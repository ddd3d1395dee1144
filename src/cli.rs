//! Command-line front end standing in for the contact page and its
//! maintenance helpers.

use std::{
    collections::{HashMap, HashSet},
    io::{self, BufRead, Write},
    path::PathBuf,
    time::Duration,
};

use anyhow::{anyhow, bail, Context, Result};
use chrono::Utc;

use crate::{
    contact::{SubmitFlow, SubmitOutcome},
    db::helpers::parse_datetime,
    models::{SubmissionInput, SubmissionStatus},
    submissions::{ClearOutcome, ConfirmGate, CsvExport, SubmissionFilter},
    sync::{HttpSubmissionSink, SubmissionSink},
    AppState,
};

pub(crate) const USAGE: &str = "usage: contact-ledger <command> [options]

commands:
  submit --name NAME --email EMAIL [--phone P] [--company C] [--service S] [--budget B] [--message M]
  list [--status pending|processed] [--since RFC3339] [--query TEXT]
  stats
  export <json|csv> [--out DIR]
  clear [--yes]
  send <id>
  settings [forward <on|off>]";

pub(crate) const NOTHING_TO_EXPORT: &str = "暂无数据可导出";
pub(crate) const CLEARED: &str = "数据已清空";

#[derive(Debug, Clone, Copy, PartialEq, Eq)]
pub(crate) enum ExportFormat {
    Json,
    Csv,
}

#[derive(Debug, Clone, PartialEq, Eq)]
pub(crate) enum Command {
    Help,
    Submit(SubmissionInput),
    List(SubmissionFilter),
    Stats,
    Export {
        format: ExportFormat,
        out: Option<PathBuf>,
    },
    Clear {
        assume_yes: bool,
    },
    Send {
        id: i64,
    },
    Settings {
        forward: Option<bool>,
    },
}

struct Flags {
    values: HashMap<String, String>,
    switches: HashSet<String>,
}

impl Flags {
    fn parse(args: &[String], value_flags: &[&str], switch_flags: &[&str]) -> Result<Self> {
        let mut values = HashMap::new();
        let mut switches = HashSet::new();

        let mut iter = args.iter();
        while let Some(arg) = iter.next() {
            let name = arg
                .strip_prefix("--")
                .ok_or_else(|| anyhow!("unexpected argument '{arg}'\n{USAGE}"))?;

            if switch_flags.contains(&name) {
                switches.insert(name.to_string());
            } else if value_flags.contains(&name) {
                let value = iter
                    .next()
                    .ok_or_else(|| anyhow!("--{name} needs a value"))?;
                values.insert(name.to_string(), value.clone());
            } else {
                bail!("unknown option --{name}\n{USAGE}");
            }
        }

        Ok(Self { values, switches })
    }

    fn take(&mut self, name: &str) -> Option<String> {
        self.values.remove(name)
    }

    fn has(&self, name: &str) -> bool {
        self.switches.contains(name)
    }
}

pub(crate) fn parse_args(args: &[String]) -> Result<Command> {
    let Some((command, rest)) = args.split_first() else {
        bail!(USAGE);
    };

    match command.as_str() {
        "help" | "--help" | "-h" => Ok(Command::Help),
        "submit" => {
            let mut flags = Flags::parse(
                rest,
                &["name", "email", "phone", "company", "service", "budget", "message"],
                &[],
            )?;
            let mut field = |name: &str| flags.take(name).unwrap_or_default();
            Ok(Command::Submit(SubmissionInput {
                name: field("name"),
                email: field("email"),
                phone: field("phone"),
                company: field("company"),
                service: field("service"),
                budget: field("budget"),
                message: field("message"),
            }))
        }
        "list" => {
            let mut flags = Flags::parse(rest, &["status", "since", "query"], &[])?;
            let status = flags
                .take("status")
                .map(|raw| raw.parse::<SubmissionStatus>())
                .transpose()?;
            let since = flags
                .take("since")
                .map(|raw| parse_datetime(&raw, "--since"))
                .transpose()?;
            Ok(Command::List(SubmissionFilter {
                status,
                since,
                query: flags.take("query"),
            }))
        }
        "stats" => {
            Flags::parse(rest, &[], &[])?;
            Ok(Command::Stats)
        }
        "export" => {
            let Some((format, rest)) = rest.split_first() else {
                bail!("usage: contact-ledger export <json|csv> [--out DIR]");
            };
            let format = match format.as_str() {
                "json" => ExportFormat::Json,
                "csv" => ExportFormat::Csv,
                other => bail!("unknown export format '{other}', expected json or csv"),
            };
            let mut flags = Flags::parse(rest, &["out"], &[])?;
            Ok(Command::Export {
                format,
                out: flags.take("out").map(PathBuf::from),
            })
        }
        "clear" => {
            let flags = Flags::parse(rest, &[], &["yes"])?;
            Ok(Command::Clear {
                assume_yes: flags.has("yes"),
            })
        }
        "send" => match rest {
            [id] => {
                let id = id
                    .parse::<i64>()
                    .with_context(|| format!("invalid submission id '{id}'"))?;
                Ok(Command::Send { id })
            }
            _ => bail!("usage: contact-ledger send <id>"),
        },
        "settings" => match rest {
            [] => Ok(Command::Settings { forward: None }),
            [key, value] if key == "forward" => {
                let forward = match value.as_str() {
                    "on" => true,
                    "off" => false,
                    other => bail!("expected on or off, got '{other}'"),
                };
                Ok(Command::Settings {
                    forward: Some(forward),
                })
            }
            _ => bail!("usage: contact-ledger settings [forward <on|off>]"),
        },
        other => bail!("unknown command '{other}'\n{USAGE}"),
    }
}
┄┄┄┄┄┄┄┄┄┄
**Exercise goal**:
Copy out every line in the entries above that holds "values".

**Written solution**:
    values: HashMap<String, String>,
        let mut values = HashMap::new();
                values.insert(name.to_string(), value.clone());
        Ok(Self { values, switches })
        self.values.remove(name)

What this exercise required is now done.